La crainte ne croit guère à la fuite
Mais l’Amour, Lui, croit bien à la poursuite :
Encore et toujours dans une chasse implacable,
D’une allure imperturbable,
D’une vitesse calculée,
Avec une instance pleine de majesté,
Venait toujours la poursuite de Ses pas
Et une Voix au-dessus de leurs battements
me disait :
« Rien ne t’abrite, toi qui ne veux pas M’abriter. »

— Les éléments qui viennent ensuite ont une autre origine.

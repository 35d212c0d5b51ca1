//! Drop `[k: string]: unknown` from member lists that have other members.
//!
//! A lone catch-all is the only content of its body and stays.

use super::{Fold, Rewrite, fold_module, walk_members};
use crate::ast::{Member, Module};

pub struct RemoveCatchAllIndexSignatures;

impl Rewrite for RemoveCatchAllIndexSignatures {
    fn name(&self) -> &'static str {
        "remove-catch-all-index-signatures"
    }

    fn rewrite(&self, module: Module) -> Module {
        let mut folder = IndexFolder { removed: 0 };
        let module = fold_module(&mut folder, module);
        tracing::debug!(removed = folder.removed, "catch-all index signatures");
        module
    }
}

struct IndexFolder {
    removed: usize,
}

impl Fold for IndexFolder {
    fn fold_members(&mut self, members: Vec<Member>) -> Vec<Member> {
        let members = walk_members(self, members);
        if members.len() < 2 {
            return members;
        }
        let before = members.len();
        let kept: Vec<_> = members
            .into_iter()
            .filter(|m| !m.as_index().is_some_and(|sig| sig.is_catch_all()))
            .collect();
        self.removed += before - kept.len();
        kept
    }
}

J’éclatais de rire dans les yeux du matin
Je triomphais et puis je m’attristais, au gré du
temps.
Le ciel et moi nous pleurions ensemble
Mais tout cela, non, tout cela ne soulageait pas
ma poignante douleur d’homme.
En vain mes larmes mouillaient-elles la joue
grise du ciel,
Car hélas ! nous ne savions pas ce que l’autre
disait ( ces choses et moi).
Et par-dessus le bruit de Ses pas
Une Voix vient plus rapide encore :
« Vois ! Rien ne te contente
Toi qui ne sais pas Me contenter. »
Ah ! faut-il donc, Dessinateur infini !
Ah ! faut-il donc que Tu carbonises entièrement
le bois avant de pouvoir dessiner avec lui !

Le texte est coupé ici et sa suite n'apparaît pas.